(Data items)
◇ ◇ ◇ ◇

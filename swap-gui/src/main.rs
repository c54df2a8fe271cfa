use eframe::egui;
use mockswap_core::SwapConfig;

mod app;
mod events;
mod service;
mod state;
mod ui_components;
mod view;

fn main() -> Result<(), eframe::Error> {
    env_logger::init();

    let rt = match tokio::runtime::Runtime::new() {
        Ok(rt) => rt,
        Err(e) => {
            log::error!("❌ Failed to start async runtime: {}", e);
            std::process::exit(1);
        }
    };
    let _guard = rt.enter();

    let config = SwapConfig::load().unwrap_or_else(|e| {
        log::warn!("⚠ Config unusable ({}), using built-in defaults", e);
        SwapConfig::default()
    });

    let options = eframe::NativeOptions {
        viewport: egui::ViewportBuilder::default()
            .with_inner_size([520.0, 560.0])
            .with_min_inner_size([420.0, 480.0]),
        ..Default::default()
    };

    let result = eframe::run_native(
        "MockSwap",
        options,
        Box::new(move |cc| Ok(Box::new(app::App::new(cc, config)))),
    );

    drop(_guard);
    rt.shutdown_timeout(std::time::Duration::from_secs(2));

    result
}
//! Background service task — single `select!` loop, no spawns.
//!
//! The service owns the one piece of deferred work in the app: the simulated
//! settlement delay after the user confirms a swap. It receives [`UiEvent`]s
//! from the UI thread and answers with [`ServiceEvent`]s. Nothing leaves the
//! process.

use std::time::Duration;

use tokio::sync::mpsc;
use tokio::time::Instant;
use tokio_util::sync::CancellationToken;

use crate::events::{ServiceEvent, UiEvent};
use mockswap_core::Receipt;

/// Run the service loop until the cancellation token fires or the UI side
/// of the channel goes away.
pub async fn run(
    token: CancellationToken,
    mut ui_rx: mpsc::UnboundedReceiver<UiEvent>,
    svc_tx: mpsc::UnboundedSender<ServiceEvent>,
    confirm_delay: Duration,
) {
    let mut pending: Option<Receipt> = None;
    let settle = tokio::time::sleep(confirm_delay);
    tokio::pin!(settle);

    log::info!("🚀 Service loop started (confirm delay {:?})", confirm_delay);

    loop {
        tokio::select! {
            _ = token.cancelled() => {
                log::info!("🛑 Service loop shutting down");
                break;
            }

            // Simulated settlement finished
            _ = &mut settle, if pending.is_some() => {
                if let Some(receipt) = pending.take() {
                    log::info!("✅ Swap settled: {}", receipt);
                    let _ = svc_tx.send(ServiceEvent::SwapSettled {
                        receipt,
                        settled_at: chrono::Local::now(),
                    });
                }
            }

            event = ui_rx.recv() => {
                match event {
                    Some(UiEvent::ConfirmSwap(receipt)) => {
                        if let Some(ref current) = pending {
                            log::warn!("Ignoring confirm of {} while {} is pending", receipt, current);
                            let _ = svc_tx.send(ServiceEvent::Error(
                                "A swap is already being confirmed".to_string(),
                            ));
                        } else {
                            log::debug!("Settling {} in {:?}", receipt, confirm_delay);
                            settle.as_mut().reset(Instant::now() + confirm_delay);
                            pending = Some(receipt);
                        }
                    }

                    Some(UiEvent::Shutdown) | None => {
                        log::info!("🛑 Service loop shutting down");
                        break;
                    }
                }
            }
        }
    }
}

◇ ◇ ◇ ◇

Write the entries out once more, exactly as they were given.

filename swap-gui/src/main.rs
repository c54df2a8fe271cfa
use eframe::egui;
use mockswap_core::SwapConfig;

mod app;
mod events;
mod service;
mod state;
mod ui_components;
mod view;

fn main() -> Result<(), eframe::Error> {
    env_logger::init();

    let rt = match tokio::runtime::Runtime::new() {
        Ok(rt) => rt,
        Err(e) => {
            log::error!("❌ Failed to start async runtime: {}", e);
            std::process::exit(1);
        }
    };
    let _guard = rt.enter();

    let config = SwapConfig::load().unwrap_or_else(|e| {
        log::warn!("⚠ Config unusable ({}), using built-in defaults", e);
        SwapConfig::default()
    });

    let options = eframe::NativeOptions {
        viewport: egui::ViewportBuilder::default()
            .with_inner_size([520.0, 560.0])
            .with_min_inner_size([420.0, 480.0]),
        ..Default::default()
    };

    let result = eframe::run_native(
        "MockSwap",
        options,
        Box::new(move |cc| Ok(Box::new(app::App::new(cc, config)))),
    );

    drop(_guard);
    rt.shutdown_timeout(std::time::Duration::from_secs(2));

    result
}
//! Background service task — single `select!` loop, no spawns.
//!
//! The service owns the one piece of deferred work in the app: the simulated
//! settlement delay after the user confirms a swap. It receives [`UiEvent`]s
//! from the UI thread and answers with [`ServiceEvent`]s. Nothing leaves the
//! process.

use std::time::Duration;

use tokio::sync::mpsc;
use tokio::time::Instant;
use tokio_util::sync::CancellationToken;

use crate::events::{ServiceEvent, UiEvent};
use mockswap_core::Receipt;

/// Run the service loop until the cancellation token fires or the UI side
/// of the channel goes away.
pub async fn run(
    token: CancellationToken,
    mut ui_rx: mpsc::UnboundedReceiver<UiEvent>,
    svc_tx: mpsc::UnboundedSender<ServiceEvent>,
    confirm_delay: Duration,
) {
    let mut pending: Option<Receipt> = None;
    let settle = tokio::time::sleep(confirm_delay);
    tokio::pin!(settle);

    log::info!("🚀 Service loop started (confirm delay {:?})", confirm_delay);

    loop {
        tokio::select! {
            _ = token.cancelled() => {
                log::info!("🛑 Service loop shutting down");
                break;
            }

            // Simulated settlement finished
            _ = &mut settle, if pending.is_some() => {
                if let Some(receipt) = pending.take() {
                    log::info!("✅ Swap settled: {}", receipt);
                    let _ = svc_tx.send(ServiceEvent::SwapSettled {
                        receipt,
                        settled_at: chrono::Local::now(),
                    });
                }
            }

            event = ui_rx.recv() => {
                match event {
                    Some(UiEvent::ConfirmSwap(receipt)) => {
                        if let Some(ref current) = pending {
                            log::warn!("Ignoring confirm of {} while {} is pending", receipt, current);
                            let _ = svc_tx.send(ServiceEvent::Error(
                                "A swap is already being confirmed".to_string(),
                            ));
                        } else {
                            log::debug!("Settling {} in {:?}", receipt, confirm_delay);
                            settle.as_mut().reset(Instant::now() + confirm_delay);
                            pending = Some(receipt);
                        }
                    }

                    Some(UiEvent::Shutdown) | None => {
                        log::info!("🛑 Service loop shutting down");
                        break;
                    }
                }
            }
        }
    }
}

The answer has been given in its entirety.